In Australia the minimum wage is around 58 per cent of the typical full-time wage. In the US it is 32 per cent.

But that’s only half of the story. Cutting that wage, or letting it slide in real terms, most probably would make employers more willing to hire. But it might also make potential workers less willing to be hired.

In economists’ language: cutting the minimum wage might increase the demand for low paid workers, while restricting their supply.

In Australia there are financially realistic alternatives to accepting a low-paying job, among them unemployment benefits, pensions and family allowances. And they can add up to almost as much income as would a minimum-wage job.

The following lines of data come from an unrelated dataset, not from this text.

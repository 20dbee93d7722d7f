//! Terminal charts
//!
//! Reports render as tables with a scaled bar column (bar charts) or a
//! percentage-share column (pie charts). Bars are scaled so the
//! largest bucket fills the full width.

use comfy_table::{Cell, Color, Table, modifiers::UTF8_ROUND_CORNERS, presets::UTF8_FULL};

use crate::bucket::Bucket;

const BAR_WIDTH: usize = 40;

/// Bar of `count` out of `max`, at most `width` cells wide. Non-zero
/// counts always show at least one cell.
fn bar(count: i64, max: i64, width: usize) -> String {
    if count <= 0 || max <= 0 {
        return String::new();
    }
    let cells = ((count as f64 / max as f64) * width as f64).round() as usize;
    "█".repeat(cells.max(1))
}

fn base_table(label_header: &str) -> Table {
    let mut table = Table::new();
    table
        .load_preset(UTF8_FULL)
        .apply_modifier(UTF8_ROUND_CORNERS)
        .set_header(vec![
            Cell::new(label_header).fg(Color::Cyan),
            Cell::new("Count").fg(Color::Cyan),
            Cell::new("").fg(Color::Cyan),
        ]);
    table
}

/// Horizontal bar chart, one row per bucket.
pub fn bar_table(label_header: &str, buckets: &[Bucket]) -> Table {
    let max = buckets.iter().map(|b| b.count).max().unwrap_or(0);
    let mut table = base_table(label_header);
    for bucket in buckets {
        table.add_row(vec![
            Cell::new(&bucket.label),
            Cell::new(bucket.count),
            Cell::new(bar(bucket.count, max, BAR_WIDTH)).fg(Color::Blue),
        ]);
    }
    table
}

/// Share-of-total chart, one row per bucket, with a trailing total row.
pub fn pie_table(label_header: &str, buckets: &[Bucket]) -> Table {
    let total: i64 = buckets.iter().map(|b| b.count).sum();
    let mut table = Table::new();
    table
        .load_preset(UTF8_FULL)
        .apply_modifier(UTF8_ROUND_CORNERS)
        .set_header(vec![
            Cell::new(label_header).fg(Color::Cyan),
            Cell::new("Count").fg(Color::Cyan),
            Cell::new("Share").fg(Color::Cyan),
            Cell::new("").fg(Color::Cyan),
        ]);
    for bucket in buckets {
        let share = if total > 0 {
            bucket.count as f64 / total as f64 * 100.0
        } else {
            0.0
        };
        table.add_row(vec![
            Cell::new(&bucket.label),
            Cell::new(bucket.count),
            Cell::new(format!("{share:.1}%")),
            Cell::new(bar(bucket.count, total, BAR_WIDTH)).fg(Color::Magenta),
        ]);
    }
    table.add_row(vec![
        Cell::new("Total").fg(Color::DarkGrey),
        Cell::new(total).fg(Color::DarkGrey),
        Cell::new("100.0%").fg(Color::DarkGrey),
        Cell::new(""),
    ]);
    table
}

#[cfg(test)]
mod tests {
    use super::*;

    #[test]
    fn bar_scales_against_max() {
        assert_eq!(bar(10, 10, 40).chars().count(), 40);
        assert_eq!(bar(5, 10, 40).chars().count(), 20);
        assert_eq!(bar(0, 10, 40), "");
    }

    #[test]
    fn tiny_nonzero_bar_is_visible() {
        assert_eq!(bar(1, 10_000, 40).chars().count(), 1);
    }

    #[test]
    fn pie_table_includes_shares_and_total() {
        let rendered = pie_table(
            "Medium",
            &[Bucket::new("Bronze", 3), Bucket::new("Marble", 1)],
        )
        .to_string();
        assert!(rendered.contains("75.0%"));
        assert!(rendered.contains("25.0%"));
        assert!(rendered.contains("Total"));
    }

    #[test]
    fn bar_table_lists_every_bucket() {
        let rendered = bar_table(
            "Period",
            &[Bucket::new("Edo", 50), Bucket::new("Meiji", 80)],
        )
        .to_string();
        assert!(rendered.contains("Edo"));
        assert!(rendered.contains("Meiji"));
        assert!(rendered.contains("80"));
    }
}
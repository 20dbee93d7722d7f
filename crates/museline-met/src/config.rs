//! Met pipeline configuration

/// Runtime configuration for the Met source
#[derive(Debug, Clone)]
pub struct Config {
    /// Base URL of the collection API
    pub base_url: String,
    /// Metadata snapshot date the listing endpoint requires
    pub metadata_date: String,
    /// Restrict the listing to one curatorial department
    pub department: Option<u32>,
}

impl Default for Config {
    fn default() -> Self {
        Self {
            base_url: "https://collectionapi.metmuseum.org/public/collection/v1".to_string(),
            metadata_date: "2018-10-22".to_string(),
            department: None,
        }
    }
}

#[cfg(test)]
mod tests {
    use super::*;

    #[test]
    fn default_config() {
        let config = Config::default();
        assert!(config.base_url.starts_with("https://"));
        assert!(!config.base_url.ends_with('/'));
        assert!(config.department.is_none());
    }
}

The Commission says that the financial gain from accepting a low paying job is typically between $170 and $210 a week, and that’s before the costs of childcare and getting to work are taken into account. Parents with children who accept low wage jobs can find themselves out of pocket.

On balance the Commission finds that at the moment there is an adequate incentive for most people to look for or take up low-wage jobs.

But its problem is that the financial rewards for not working keep rising – pensions, family allowances and unemployment benefits are indexed to inflation.

Unless the Commission keeps the increasing the minimum wage to keep pace the rewards for working will fall behind.

In the words of Melbourne University’s Professor Mark Wooden, who is himself no fan of high minimum wages: “…it would not be long before the benefits from not working, which are indexed to either prices or average earnings, will exceed the benefits form working.”

The Commission has been placed in a straitjacket. Without the power the cut benefits, it has little choice but to keep increasing minimum wages in order to keep work attractive, just as did the Industrial Relations Commission before it.

1 comments:

Ben said...

Hi Peter (long time fan of yours on ABC Radio National).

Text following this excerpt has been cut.